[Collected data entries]
_ _ _

// server/src/services/pg_store.rs

//! Postgres-backed product and profile stores (runtime-checked sqlx queries).
//! Table definitions live in `schema.sql` at the crate root.

use anyhow::Context;
use async_trait::async_trait;
use marketvoice::{NewProduct, Product, ProductStore, Profile, ProfileStore};
use sqlx::PgPool;
use tracing::{debug, instrument};
use uuid::Uuid;

use crate::models::{ProductRow, ProfileRow};

#[derive(Clone)]
pub struct PgStore {
  pool: PgPool,
}

impl PgStore {
  pub fn new(pool: PgPool) -> Self {
    Self { pool }
  }
}

#[async_trait]
impl ProductStore for PgStore {
  #[instrument(name = "pg_store::fetch_all_products", skip(self))]
  async fn fetch_all_products(&self) -> anyhow::Result<Vec<Product>> {
    // Fixed order so equal-score search results tie-break the same way every time.
    let rows: Vec<ProductRow> = sqlx::query_as(
      "SELECT id, name, price, quantity_unit, description, meeting_point, seller_id, created_at \
       FROM products ORDER BY created_at ASC, id ASC",
    )
    .fetch_all(&self.pool)
    .await
    .context("failed to read products")?;

    debug!("Fetched {} products.", rows.len());
    Ok(rows.into_iter().map(Product::from).collect())
  }

  #[instrument(name = "pg_store::create_product", skip(self, product), fields(name = product.name()))]
  async fn create_product(&self, product: NewProduct, seller_id: Uuid) -> anyhow::Result<Product> {
    let row: ProductRow = sqlx::query_as(
      "INSERT INTO products (name, price, quantity_unit, description, meeting_point, seller_id) \
       VALUES ($1, $2, $3, $4, $5, $6) \
       RETURNING id, name, price, quantity_unit, description, meeting_point, seller_id, created_at",
    )
    .bind(product.name())
    .bind(product.price())
    .bind(product.quantity_unit())
    .bind(product.description())
    .bind(product.meeting_point())
    .bind(seller_id)
    .fetch_one(&self.pool)
    .await
    .context("failed to insert product")?;

    Ok(row.into())
  }

  #[instrument(name = "pg_store::delete_product", skip(self))]
  async fn delete_product(&self, id: Uuid, owner_id: Uuid) -> anyhow::Result<Option<Product>> {
    // Ownership is part of the predicate; a non-owner deletes nothing.
    let row: Option<ProductRow> = sqlx::query_as(
      "DELETE FROM products WHERE id = $1 AND seller_id = $2 \
       RETURNING id, name, price, quantity_unit, description, meeting_point, seller_id, created_at",
    )
    .bind(id)
    .bind(owner_id)
    .fetch_optional(&self.pool)
    .await
    .context("failed to delete product")?;

    Ok(row.map(Product::from))
  }

  #[instrument(name = "pg_store::list_products_by_owner", skip(self))]
  async fn list_products_by_owner(&self, owner_id: Uuid) -> anyhow::Result<Vec<Product>> {
    let rows: Vec<ProductRow> = sqlx::query_as(
      "SELECT id, name, price, quantity_unit, description, meeting_point, seller_id, created_at \
       FROM products WHERE seller_id = $1 ORDER BY created_at DESC",
    )
    .bind(owner_id)
    .fetch_all(&self.pool)
    .await
    .context("failed to read seller products")?;

    Ok(rows.into_iter().map(Product::from).collect())
  }
}

#[async_trait]
impl ProfileStore for PgStore {
  #[instrument(name = "pg_store::fetch_profile", skip(self))]
  async fn fetch_profile(&self, id: Uuid) -> anyhow::Result<Option<Profile>> {
    let row: Option<ProfileRow> = sqlx::query_as(
      "SELECT id, email, full_name, phone_number, created_at, updated_at FROM profiles WHERE id = $1",
    )
    .bind(id)
    .fetch_optional(&self.pool)
    .await
    .context("failed to read profile")?;

    Ok(row.map(Profile::from))
  }

  #[instrument(name = "pg_store::update_phone_number", skip(self, phone_number))]
  async fn update_phone_number(&self, id: Uuid, phone_number: Option<String>) -> anyhow::Result<Option<Profile>> {
    let row: Option<ProfileRow> = sqlx::query_as(
      "UPDATE profiles SET phone_number = $2, updated_at = now() WHERE id = $1 \
       RETURNING id, email, full_name, phone_number, created_at, updated_at",
    )
    .bind(id)
    .bind(phone_number)
    .fetch_optional(&self.pool)
    .await
    .context("failed to update profile")?;

    Ok(row.map(Profile::from))
  }
}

_ _ _

Exercise directions: A word-for-word copy of the data above is the goal, so set it all down again.

Exercise output:
// server/src/services/pg_store.rs

//! Postgres-backed product and profile stores (runtime-checked sqlx queries).
//! Table definitions live in `schema.sql` at the crate root.

use anyhow::Context;
use async_trait::async_trait;
use marketvoice::{NewProduct, Product, ProductStore, Profile, ProfileStore};
use sqlx::PgPool;
use tracing::{debug, instrument};
use uuid::Uuid;

use crate::models::{ProductRow, ProfileRow};

#[derive(Clone)]
pub struct PgStore {
  pool: PgPool,
}

impl PgStore {
  pub fn new(pool: PgPool) -> Self {
    Self { pool }
  }
}

#[async_trait]
impl ProductStore for PgStore {
  #[instrument(name = "pg_store::fetch_all_products", skip(self))]
  async fn fetch_all_products(&self) -> anyhow::Result<Vec<Product>> {
    // Fixed order so equal-score search results tie-break the same way every time.
    let rows: Vec<ProductRow> = sqlx::query_as(
      "SELECT id, name, price, quantity_unit, description, meeting_point, seller_id, created_at \
       FROM products ORDER BY created_at ASC, id ASC",
    )
    .fetch_all(&self.pool)
    .await
    .context("failed to read products")?;

    debug!("Fetched {} products.", rows.len());
    Ok(rows.into_iter().map(Product::from).collect())
  }

  #[instrument(name = "pg_store::create_product", skip(self, product), fields(name = product.name()))]
  async fn create_product(&self, product: NewProduct, seller_id: Uuid) -> anyhow::Result<Product> {
    let row: ProductRow = sqlx::query_as(
      "INSERT INTO products (name, price, quantity_unit, description, meeting_point, seller_id) \
       VALUES ($1, $2, $3, $4, $5, $6) \
       RETURNING id, name, price, quantity_unit, description, meeting_point, seller_id, created_at",
    )
    .bind(product.name())
    .bind(product.price())
    .bind(product.quantity_unit())
    .bind(product.description())
    .bind(product.meeting_point())
    .bind(seller_id)
    .fetch_one(&self.pool)
    .await
    .context("failed to insert product")?;

    Ok(row.into())
  }

  #[instrument(name = "pg_store::delete_product", skip(self))]
  async fn delete_product(&self, id: Uuid, owner_id: Uuid) -> anyhow::Result<Option<Product>> {
    // Ownership is part of the predicate; a non-owner deletes nothing.
    let row: Option<ProductRow> = sqlx::query_as(
      "DELETE FROM products WHERE id = $1 AND seller_id = $2 \
       RETURNING id, name, price, quantity_unit, description, meeting_point, seller_id, created_at",
    )
    .bind(id)
    .bind(owner_id)
    .fetch_optional(&self.pool)
    .await
    .context("failed to delete product")?;

    Ok(row.map(Product::from))
  }

  #[instrument(name = "pg_store::list_products_by_owner", skip(self))]
  async fn list_products_by_owner(&self, owner_id: Uuid) -> anyhow::Result<Vec<Product>> {
    let rows: Vec<ProductRow> = sqlx::query_as(
      "SELECT id, name, price, quantity_unit, description, meeting_point, seller_id, created_at \
       FROM products WHERE seller_id = $1 ORDER BY created_at DESC",
    )
    .bind(owner_id)
    .fetch_all(&self.pool)
    .await
    .context("failed to read seller products")?;

    Ok(rows.into_iter().map(Product::from).collect())
  }
}

#[async_trait]
impl ProfileStore for PgStore {
  #[instrument(name = "pg_store::fetch_profile", skip(self))]
  async fn fetch_profile(&self, id: Uuid) -> anyhow::Result<Option<Profile>> {
    let row: Option<ProfileRow> = sqlx::query_as(
      "SELECT id, email, full_name, phone_number, created_at, updated_at FROM profiles WHERE id = $1",
    )
    .bind(id)
    .fetch_optional(&self.pool)
    .await
    .context("failed to read profile")?;

    Ok(row.map(Profile::from))
  }

  #[instrument(name = "pg_store::update_phone_number", skip(self, phone_number))]
  async fn update_phone_number(&self, id: Uuid, phone_number: Option<String>) -> anyhow::Result<Option<Profile>> {
    let row: Option<ProfileRow> = sqlx::query_as(
      "UPDATE profiles SET phone_number = $2, updated_at = now() WHERE id = $1 \
       RETURNING id, email, full_name, phone_number, created_at, updated_at",
    )
    .bind(id)
    .bind(phone_number)
    .fetch_optional(&self.pool)
    .await
    .context("failed to update profile")?;

    Ok(row.map(Profile::from))
  }
}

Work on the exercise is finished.